尼古丁通过PI3K/Akt/mTOR通路抑制自噬诱导BEAS-2B细胞凋亡

Nicotine Induces Apoptosis of BEAS-2B Cells by Inhibiting Autophagy via the PI3K/Akt/mTOR Pathway

吸烟是慢性呼吸系统炎症疾病最主要危险因素。尼古丁是烟草烟雾中最主要成分,与尼古丁相关的慢性呼吸系统疾病的发病率与日俱增。因此,寻找与尼古丁相关的慢性呼吸系统炎症疾病的潜在靶点是急需解决的问题。本研究旨在探究尼古丁对BEAS-2B细胞凋亡的影响及其潜在作用机制。采用蛋白质印迹法检测各组中的细胞内凋亡、自噬和PI3K/Akt/mTOR通路相关蛋白质的表达。流式细胞术和CCK-8法分别检测各组中细胞凋亡率和细胞活性。结果显示,尼古丁在1 mmol/L、2 mmol/L和4 mmol/L均可诱导BEAS-2B细胞凋亡,且随着浓度增加BEAS-2B细胞活性明显下降。与对照组相比,尼古丁处理后自噬蛋白质LC3Ⅱ和P62表达显著增加(P<0.05);与巴弗洛霉素A1组相比,巴弗洛霉素A1预处理组的LC3Ⅱ蛋白无明显改变(P>0.05)。与尼古丁组相比,雷帕霉素预处理组细胞凋亡明显下降(P<0.05),细胞活性显著升高(P<0.05)。与尼古丁组相比,LY294002预处理组,p-Akt和p-mTOR表达明显降低(P<0.05),细胞凋亡蛋白质表达显著下降(P<0.05)。综上表明,尼古丁可能通过PI3K/Akt/mTOR通路抑制细胞自噬并诱导BEAS-2B细胞凋亡,这可能是预防和治疗与尼古丁相关的慢性呼吸系统炎症疾病的潜在靶点。

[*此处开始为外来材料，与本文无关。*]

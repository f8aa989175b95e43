//! Create or reset the admin account.
//!
//! Reads `ADMIN_EMAIL` and `ADMIN_PASSWORD`, hashes the password with
//! bcrypt and upserts the admin row. Running it again for the same email
//! replaces the password.
//!
//! ```bash
//! ADMIN_EMAIL=host@example.com ADMIN_PASSWORD=secret cargo run --bin seed-admin
//! ```

use anyhow::{Context, bail};
use party_rsvp_auth::constants::BCRYPT_COST;
use party_rsvp_auth::password::hash_password;
use party_rsvp_auth::providers::AdminRepository;
use party_rsvp_auth::stores::PostgresAdminRepository;
use party_rsvp_server::Config;
use tracing_subscriber::{layer::SubscriberExt, util::SubscriberInitExt};

#[tokio::main]
async fn main() -> anyhow::Result<()> {
    let _ = dotenvy::dotenv();

    tracing_subscriber::registry()
        .with(
            tracing_subscriber::EnvFilter::try_from_default_env()
                .unwrap_or_else(|_| "info,sqlx=warn".into()),
        )
        .with(tracing_subscriber::fmt::layer())
        .init();

    let email = std::env::var("ADMIN_EMAIL").context("ADMIN_EMAIL is not set")?;
    let password = std::env::var("ADMIN_PASSWORD").context("ADMIN_PASSWORD is not set")?;
    let email = email.trim();
    if email.is_empty() || password.is_empty() {
        bail!("ADMIN_EMAIL and ADMIN_PASSWORD must not be empty");
    }

    let config = Config::from_env()?;
    let pool = party_rsvp_postgres::connect(&config.postgres.pool_config()).await?;
    party_rsvp_postgres::migrate(&pool).await?;

    let password_hash = hash_password(&password, BCRYPT_COST).await?;
    let admin_id = PostgresAdminRepository::new(pool.clone())
        .upsert_admin(email, &password_hash)
        .await?;

    tracing::info!(%admin_id, email, "Admin seeded");
    pool.close().await;
    Ok(())
}
//! Food choice repository trait.

use crate::error::Result;
use crate::types::{FoodChoice, FoodChoiceId};
use async_trait::async_trait;

/// Food choice management.
///
/// Listings are ordered by id ascending.
#[async_trait]
pub trait FoodChoiceRepository: Send + Sync {
    /// List food choices, optionally only the active ones.
    ///
    /// # Errors
    ///
    /// Returns `RsvpError::Persistence` if the store fails.
    async fn list_food_choices(&self, active_only: bool) -> Result<Vec<FoodChoice>>;

    /// Create an active food choice.
    ///
    /// # Errors
    ///
    /// Returns `RsvpError::Persistence` if the store fails.
    async fn create_food_choice(&self, label: &str) -> Result<FoodChoice>;

    /// Update label and active flag.
    ///
    /// # Errors
    ///
    /// Returns error if:
    /// - No row has this id → `RsvpError::NotFound`
    /// - The store fails → `RsvpError::Persistence`
    async fn update_food_choice(
        &self,
        id: FoodChoiceId,
        label: &str,
        active: bool,
    ) -> Result<FoodChoice>;

    /// Delete a food choice nobody has picked.
    ///
    /// # Errors
    ///
    /// Returns error if:
    /// - No row has this id → `RsvpError::NotFound`
    /// - Any RSVP child references it → `RsvpError::Integrity` (`StillReferenced`)
    /// - The store fails → `RsvpError::Persistence`
    async fn delete_food_choice(&self, id: FoodChoiceId) -> Result<()>;
}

Cigarette smoking is a major risk factor for chronic respiratory inflammatory diseases.Nicotine is the most important ingredient in tobacco smoke.The incidence rate of chronic respiratory diseases associated with nicotine is increasing rapidly.Therefore,it is urgent to find potential targets for nicotinerelated chronic respiratory inflammatory diseases.This article hereby aims to investigate the effect of nicotine on apoptosis of BEAS-2B cells and its potential mechanism.The expressions of apoptosis,autophagy and PI3K/Akt/mTOR pathway-related proteins were detected by Western blotting.Flow cytometry and CCK-8 were used to detect cell apoptosis rate and cell viability.The results showed that nicotine induced apoptosis of BEAS-2B cells at 1,2 and 4 mmol/L,and the cell viability decreased with the increase of concentration.Compared with the control group,the expression of autophagy-related protein LC3Ⅱand P62 increased significantly after nicotine treatment(P<0.05).In addition,compared with the baflomycin A1 group,LC3Ⅱof baflomycin A1 pretreatment group was not significantly altered(P>0.05).Compared with the nicotine group,rapamycin pretreatment significantly decreased cell apoptosis and increased cell activity(P<0.05).Compared with the nicotine group,the expression of p-Akt and p-mTOR decreased significantly and apoptosis decreased significantly after LY294002 pretreatment(P<0.05).Furthermore,nicotine induces apoptosis of BEAS-2B cells by inhibiting autophagy may be via PI3K/Akt/mTOR pathway,which may be a potential target for the prevention and treatment of chronic respiratory inflammatory diseases.